One solution is to identity map all page table. That way we would not need to differentiate virtual and physical address and could easily access the tables. But it clutters the virtual address space and increases fragmentation. And it makes creating page tables much more complicated since we need a physical frame whose corresponding page isn't already used for something else.
An alternative solution is to map the page tables only temporary. So to read/write a page table, we would map it to some free virtual address. We could use a small pool of such virtual addresses and reuse them for various tables. This method occupies only few virtual addresses and is thus a good solution for 32-bit systems, which have small address spaces. But it makes things much more complicated since the temporary mapping requires updating other page tables, which need to be mapped, too.
We will use another solution, which uses a trick called _recursive mapping_.
### Recursive Mapping
The trick is to map the P4 table recursively: The last entry doesn't point to a P3 table, but to the P4 table itself. Through this entry, all page tables are mapped to an unique virtual address.
TODO image
To access for example the P4 table itself, we use the address that chooses the 511th P4 entry, the 511th P3 entry, the 511th P2 entry and the 511th P1 entry. Thus we choose the same P4 frame over and over again and finally end up on it, too. Through the offset (12 bits) we choose the desired entry.
To access a P3 table, we do the same but choose the real P4 index instead of the fourth loop. So if we like to access the 42th P3 table, we use the address that chooses the 511th entry in the P4, P3, and P2 table, but the 42th P1 entry.
When accessing a P2 table, we only loop two times and then choose entries that correspond to the P4 and P3 table of the desired P2 table.
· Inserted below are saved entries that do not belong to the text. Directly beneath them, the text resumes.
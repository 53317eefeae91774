//! Business logic services for the Mealdrop API.
//!
//! # Services
//!
//! - `auth` - Account registration, login, password changes, and the
//!   bearer-token signer every protected request is resolved against

pub mod auth;

pub use auth::{AuthError, AuthService, TokenSigner};
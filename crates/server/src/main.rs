//! Mealdrop - food-ordering HTTP API.
//!
//! This binary serves the Mealdrop API on port 3000 by default.
//!
//! # Architecture
//!
//! - Axum web framework with JSON request/response bodies
//! - Bearer-token authentication (HS256)
//! - `PostgreSQL` for users, catalog, and orders
//!
//! Each user has at most one open order (their basket). Adding an item
//! creates or reuses the open order atomically; an admin marking the
//! delivery complete closes it for good.

#![cfg_attr(not(test), forbid(unsafe_code))]

use axum::extract::State;
use axum::http::StatusCode;
use axum::{Router, routing::get};
use sentry::integrations::tracing as sentry_tracing;
use tracing_subscriber::{layer::SubscriberExt, util::SubscriberInitExt};

use mealdrop_server::config::ServerConfig;
use mealdrop_server::state::AppState;
use mealdrop_server::{db, routes};

/// Initialize Sentry error tracking and return guard that must be kept alive.
fn init_sentry(config: &ServerConfig) -> Option<sentry::ClientInitGuard> {
    let dsn = config.sentry_dsn.as_ref()?;

    let guard = sentry::init((
        dsn.as_str(),
        sentry::ClientOptions {
            release: sentry::release_name!(),
            environment: config
                .sentry_environment
                .clone()
                .map(std::borrow::Cow::Owned),
            attach_stacktrace: true,
            ..Default::default()
        },
    ));

    tracing::info!("Sentry initialized");
    Some(guard)
}

/// Filter tracing events to Sentry event types.
fn sentry_event_filter(metadata: &tracing::Metadata<'_>) -> sentry_tracing::EventFilter {
    match *metadata.level() {
        tracing::Level::ERROR | tracing::Level::WARN => sentry_tracing::EventFilter::Event,
        tracing::Level::INFO | tracing::Level::DEBUG => sentry_tracing::EventFilter::Breadcrumb,
        _ => sentry_tracing::EventFilter::Ignore,
    }
}

#[tokio::main]
async fn main() {
    // Load configuration from environment (needed for Sentry init)
    let config = ServerConfig::from_env().expect("Failed to load configuration");

    // Initialize Sentry (must be done before tracing subscriber)
    let _sentry_guard = init_sentry(&config);

    // Initialize tracing with EnvFilter and Sentry integration
    // Defaults to info level for our crate if RUST_LOG is not set
    let env_filter = tracing_subscriber::EnvFilter::try_from_default_env()
        .unwrap_or_else(|_| "mealdrop_server=info,tower_http=debug".into());

    tracing_subscriber::registry()
        .with(env_filter)
        .with(tracing_subscriber::fmt::layer())
        .with(sentry_tracing::layer().event_filter(sentry_event_filter))
        .init();

    // Initialize database connection pool
    let pool = db::create_pool(&config.database_url)
        .await
        .expect("Failed to create database pool");
    tracing::info!("Database pool created");

    // Apply pending migrations on startup
    sqlx::migrate!("./migrations")
        .run(&pool)
        .await
        .expect("Failed to run database migrations");
    tracing::info!("Database migrations applied");

    // Build application state
    let state = AppState::new(config, pool);

    // Build router
    let app = Router::new()
        .route("/health", get(health))
        .route("/health/ready", get(readiness))
        .merge(routes::routes())
        .layer(tower_http::trace::TraceLayer::new_for_http())
        .layer(tower_http::cors::CorsLayer::permissive())
        .with_state(state.clone())
        // Sentry layers (outermost for full request coverage)
        .layer(sentry_tower::NewSentryLayer::new_from_top())
        .layer(sentry_tower::SentryHttpLayer::new().enable_transaction());

    // Start server
    let addr = state.config().socket_addr();
    tracing::info!("mealdrop listening on {}", addr);

    let listener = tokio::net::TcpListener::bind(addr)
        .await
        .expect("Failed to bind to address");

    axum::serve(listener, app)
        .with_graceful_shutdown(shutdown_signal())
        .await
        .expect("Server error");
}

/// Liveness health check endpoint.
///
/// Returns "ok" if the server is running. Does not check dependencies.
async fn health() -> &'static str {
    "ok"
}

/// Readiness health check endpoint.
///
/// Verifies database connectivity before returning OK.
/// Returns 503 Service Unavailable if the database is not reachable.
async fn readiness(State(state): State<AppState>) -> StatusCode {
    match sqlx::query("SELECT 1").fetch_one(state.pool()).await {
        Ok(_) => StatusCode::OK,
        Err(_) => StatusCode::SERVICE_UNAVAILABLE,
    }
}

/// Wait for shutdown signal (Ctrl+C or SIGTERM).
async fn shutdown_signal() {
    let ctrl_c = async {
        tokio::signal::ctrl_c()
            .await
            .expect("Failed to install Ctrl+C handler");
    };

    #[cfg(unix)]
    let terminate = async {
        tokio::signal::unix::signal(tokio::signal::unix::SignalKind::terminate())
            .expect("Failed to install signal handler")
            .recv()
            .await;
    };

    #[cfg(not(unix))]
    let terminate = std::future::pending::<()>();

    tokio::select! {
        () = ctrl_c => {},
        () = terminate => {},
    }

    tracing::info!("Shutdown signal received, starting graceful shutdown");
}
And accessing a P1 table just loops once and then uses the corresponding P4, P3, and P2 entries.
So we can access and modify page tables of all levels by just setting one P4 entry once. It may seem a bit strange at first, but is a very clean and simple solution once you wrapped your head around it.
The math checks out, too. If all page tables are used, there is 1 P4 table, 511 P3 tables (the last entry is used for the recursive mapping), `511*512` P2 tables, and `511*512*512` P1 tables. So there are `134217728` page tables altogether. Each page table occupies 4KiB, so we need `134217728 * 4KiB = 512GiB` to store them. That's exactly the amount of memory that can be accessed through one P4 entry since `4KiB per page * 512 P1 entries * 512 P2 entries * 512 P3 entries = 512GiB`.
### Implementation
To map the P4 table recursively, we just need to point the 511th entry to the table itself. Of course we could do it in Rust, but it would require some unsafe pointer fiddling. It's easier to just add some lines to our boot assembly:
```nasm
mov eax, p4_table
or eax, 0b11 ; present + writable
mov [p4_table + 511 * 8], eax
```
I put it right after the `setup_page_tables` label, but you can add it wherever you like.
### The special addresses
Now we can use special virtual addresses to access the page tables. The P4 table is available at `0xfffffffffffff000`. Let's add a P4 constant to the `table` submodule:
```rust
pub const P4: *mut Table = 0xffffffff_fffff000 as *mut _;
```
Let's switch to the octal system, since it makes more sense for the other special addresses. The P4 address from above is equivalent to `0o177777_777_777_777_777_0000` in octal. You can see that is has index `777` in all tables and offset `0000`. The `177777` bits on the left are the sign extension bits, which are copies of the 47th bit. They are required because x86 only uses 48bit virtual addresses.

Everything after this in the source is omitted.